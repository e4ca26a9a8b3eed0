use std::{
    env,
    num::NonZeroUsize,
    path::{Path, PathBuf},
    process::ExitCode,
};

use clap::Parser;
use junit_reporter::{
    Error, JUnitReporter,
    config::{DEFAULT_CONFIG_FILE, ReporterOptions},
    console::ColorSetting,
    engine::replay::ReplayEngine,
};
use tracing_subscriber::EnvFilter;

/// Write JUnit XML reports, one file per test module, from recorded test
/// results.
#[derive(Debug, Parser)]
#[command(version, about)]
struct Cli {
    /// Recorded result files, read from stdin if none are given.
    files: Vec<PathBuf>,

    /// Directory the XML reports are written to.
    #[arg(short, long, value_name = "DIR")]
    output: Option<PathBuf>,

    /// JSON config file [default: junit-reporter.json if present]
    #[arg(short, long, value_name = "FILE")]
    config: Option<PathBuf>,

    /// Only report tests that have a name segment equal to this.
    #[arg(short, long)]
    testspec: Option<String>,

    /// Only report the test with exactly this full name.
    #[arg(short = 'f', long = "testFullSpec", alias = "test-full-spec")]
    test_full_spec: Option<String>,

    #[arg(long, value_enum)]
    color: Option<ColorSetting>,

    /// Number of report files written at once.
    #[arg(long, env = "JUNIT_REPORTER_THREADS")]
    threads: Option<NonZeroUsize>,
}

impl Cli {
    /// Options from the config file, overridden by the command line.
    ///
    /// Without `--config`, [`DEFAULT_CONFIG_FILE`] in `cwd` is used if present.
    fn options(&self, cwd: &Path) -> Result<ReporterOptions, Error> {
        let default_file = cwd.join(DEFAULT_CONFIG_FILE);
        let file = match &self.config {
            Some(path) => ReporterOptions::from_file(path)?,
            None if default_file.is_file() => ReporterOptions::from_file(&default_file)?,
            None => ReporterOptions::default(),
        };

        let mut cli = ReporterOptions::new();
        cli.output = self.output.clone();
        cli.testspec = self.testspec.clone();
        cli.test_full_spec = self.test_full_spec.clone();
        cli.color = self.color;
        Ok(file.merge(cli))
    }
}

fn run(cli: Cli) -> Result<(), Error> {
    let cwd = env::current_dir().map_err(Error::WorkingDir)?;
    let options = cli.options(&cwd)?;
    let reporter = JUnitReporter::new(ReplayEngine::default(), options).with_cwd(cwd);
    let reporter = match cli.threads {
        Some(threads) => reporter.with_thread_count(threads),
        None => reporter,
    };
    reporter.run(&cli.files)
}

fn main() -> ExitCode {
    tracing_subscriber::fmt()
        .with_env_filter(
            EnvFilter::try_from_default_env().unwrap_or_else(|_| EnvFilter::new("warn")),
        )
        .with_writer(std::io::stderr)
        .init();

    match run(Cli::parse()) {
        Ok(()) => ExitCode::SUCCESS,
        // the summary line already told the user
        Err(Error::TestFailures { .. }) => ExitCode::FAILURE,
        Err(err) => {
            let mut chain = String::from("Error: ");
            chain.push_str(&err.to_string());
            let mut source = std::error::Error::source(&err);
            while let Some(cause) = source {
                chain.push_str(&format!("\n  caused by: {cause}"));
                source = std::error::Error::source(cause);
            }
            eprintln!("{chain}");
            ExitCode::from(2)
        }
    }
}
//! The seam to the component that actually runs tests.
//!
//! A [`TestEngine`] discovers and runs tests and reports their results to a
//! [`RunListener`]. Executing tests is not this crate's business; the bundled
//! [`replay::ReplayEngine`] feeds recorded results instead.

use std::path::PathBuf;

use crate::{builder::RunListener, error::Result};

pub mod replay;

pub trait TestEngine {
    /// Run the tests found in `files`.
    fn run_files(
        &mut self,
        files: &[PathBuf],
        spec: &TestSpec,
        listener: &mut dyn RunListener,
    ) -> Result<()>;

    /// Run every module the engine discovers on its own.
    fn run_modules(&mut self, spec: &TestSpec, listener: &mut dyn RunListener) -> Result<()>;
}

impl<E: TestEngine + ?Sized> TestEngine for &mut E {
    fn run_files(
        &mut self,
        files: &[PathBuf],
        spec: &TestSpec,
        listener: &mut dyn RunListener,
    ) -> Result<()> {
        (**self).run_files(files, spec, listener)
    }

    fn run_modules(&mut self, spec: &TestSpec, listener: &mut dyn RunListener) -> Result<()> {
        (**self).run_modules(spec, listener)
    }
}

/// Selects which tests run.
///
/// Test names are paths of group segments joined by [`TestSpec::SEPARATOR`],
/// e.g. `"math - division - by zero"`. `testspec` keeps tests that have a
/// segment equal to it, `test_full_spec` keeps the test whose whole name equals
/// it. When both are set a test has to satisfy both.
#[derive(Debug, Default, Clone, PartialEq, Eq)]
pub struct TestSpec {
    pub testspec: Option<String>,
    pub test_full_spec: Option<String>,
}

impl TestSpec {
    pub const SEPARATOR: &'static str = " - ";

    pub fn matches(&self, name: &str) -> bool {
        let in_full_spec = self
            .test_full_spec
            .as_deref()
            .is_none_or(|full_spec| name == full_spec);
        let in_name = self
            .testspec
            .as_deref()
            .is_none_or(|spec| name.split(Self::SEPARATOR).any(|segment| segment == spec));
        in_full_spec && in_name
    }
}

* **What to produce**:
Could I ask you to return the records exactly and in full?

* **Solution for this problem**:
repository e4ca26a9a8b3eed0
use std::{
    env,
    num::NonZeroUsize,
    path::{Path, PathBuf},
    process::ExitCode,
};

use clap::Parser;
use junit_reporter::{
    Error, JUnitReporter,
    config::{DEFAULT_CONFIG_FILE, ReporterOptions},
    console::ColorSetting,
    engine::replay::ReplayEngine,
};
use tracing_subscriber::EnvFilter;

/// Write JUnit XML reports, one file per test module, from recorded test
/// results.
#[derive(Debug, Parser)]
#[command(version, about)]
struct Cli {
    /// Recorded result files, read from stdin if none are given.
    files: Vec<PathBuf>,

    /// Directory the XML reports are written to.
    #[arg(short, long, value_name = "DIR")]
    output: Option<PathBuf>,

    /// JSON config file [default: junit-reporter.json if present]
    #[arg(short, long, value_name = "FILE")]
    config: Option<PathBuf>,

    /// Only report tests that have a name segment equal to this.
    #[arg(short, long)]
    testspec: Option<String>,

    /// Only report the test with exactly this full name.
    #[arg(short = 'f', long = "testFullSpec", alias = "test-full-spec")]
    test_full_spec: Option<String>,

    #[arg(long, value_enum)]
    color: Option<ColorSetting>,

    /// Number of report files written at once.
    #[arg(long, env = "JUNIT_REPORTER_THREADS")]
    threads: Option<NonZeroUsize>,
}

impl Cli {
    /// Options from the config file, overridden by the command line.
    ///
    /// Without `--config`, [`DEFAULT_CONFIG_FILE`] in `cwd` is used if present.
    fn options(&self, cwd: &Path) -> Result<ReporterOptions, Error> {
        let default_file = cwd.join(DEFAULT_CONFIG_FILE);
        let file = match &self.config {
            Some(path) => ReporterOptions::from_file(path)?,
            None if default_file.is_file() => ReporterOptions::from_file(&default_file)?,
            None => ReporterOptions::default(),
        };

        let mut cli = ReporterOptions::new();
        cli.output = self.output.clone();
        cli.testspec = self.testspec.clone();
        cli.test_full_spec = self.test_full_spec.clone();
        cli.color = self.color;
        Ok(file.merge(cli))
    }
}

fn run(cli: Cli) -> Result<(), Error> {
    let cwd = env::current_dir().map_err(Error::WorkingDir)?;
    let options = cli.options(&cwd)?;
    let reporter = JUnitReporter::new(ReplayEngine::default(), options).with_cwd(cwd);
    let reporter = match cli.threads {
        Some(threads) => reporter.with_thread_count(threads),
        None => reporter,
    };
    reporter.run(&cli.files)
}

fn main() -> ExitCode {
    tracing_subscriber::fmt()
        .with_env_filter(
            EnvFilter::try_from_default_env().unwrap_or_else(|_| EnvFilter::new("warn")),
        )
        .with_writer(std::io::stderr)
        .init();

    match run(Cli::parse()) {
        Ok(()) => ExitCode::SUCCESS,
        // the summary line already told the user
        Err(Error::TestFailures { .. }) => ExitCode::FAILURE,
        Err(err) => {
            let mut chain = String::from("Error: ");
            chain.push_str(&err.to_string());
            let mut source = std::error::Error::source(&err);
            while let Some(cause) = source {
                chain.push_str(&format!("\n  caused by: {cause}"));
                source = std::error::Error::source(cause);
            }
            eprintln!("{chain}");
            ExitCode::from(2)
        }
    }
}
//! The seam to the component that actually runs tests.
//!
//! A [`TestEngine`] discovers and runs tests and reports their results to a
//! [`RunListener`]. Executing tests is not this crate's business; the bundled
//! [`replay::ReplayEngine`] feeds recorded results instead.

use std::path::PathBuf;

use crate::{builder::RunListener, error::Result};

pub mod replay;

pub trait TestEngine {
    /// Run the tests found in `files`.
    fn run_files(
        &mut self,
        files: &[PathBuf],
        spec: &TestSpec,
        listener: &mut dyn RunListener,
    ) -> Result<()>;

    /// Run every module the engine discovers on its own.
    fn run_modules(&mut self, spec: &TestSpec, listener: &mut dyn RunListener) -> Result<()>;
}

impl<E: TestEngine + ?Sized> TestEngine for &mut E {
    fn run_files(
        &mut self,
        files: &[PathBuf],
        spec: &TestSpec,
        listener: &mut dyn RunListener,
    ) -> Result<()> {
        (**self).run_files(files, spec, listener)
    }

    fn run_modules(&mut self, spec: &TestSpec, listener: &mut dyn RunListener) -> Result<()> {
        (**self).run_modules(spec, listener)
    }
}

/// Selects which tests run.
///
/// Test names are paths of group segments joined by [`TestSpec::SEPARATOR`],
/// e.g. `"math - division - by zero"`. `testspec` keeps tests that have a
/// segment equal to it, `test_full_spec` keeps the test whose whole name equals
/// it. When both are set a test has to satisfy both.
#[derive(Debug, Default, Clone, PartialEq, Eq)]
pub struct TestSpec {
    pub testspec: Option<String>,
    pub test_full_spec: Option<String>,
}

impl TestSpec {
    pub const SEPARATOR: &'static str = " - ";

    pub fn matches(&self, name: &str) -> bool {
        let in_full_spec = self
            .test_full_spec
            .as_deref()
            .is_none_or(|full_spec| name == full_spec);
        let in_name = self
            .testspec
            .as_deref()
            .is_none_or(|spec| name.split(Self::SEPARATOR).any(|segment| segment == spec));
        in_full_spec && in_name
    }
}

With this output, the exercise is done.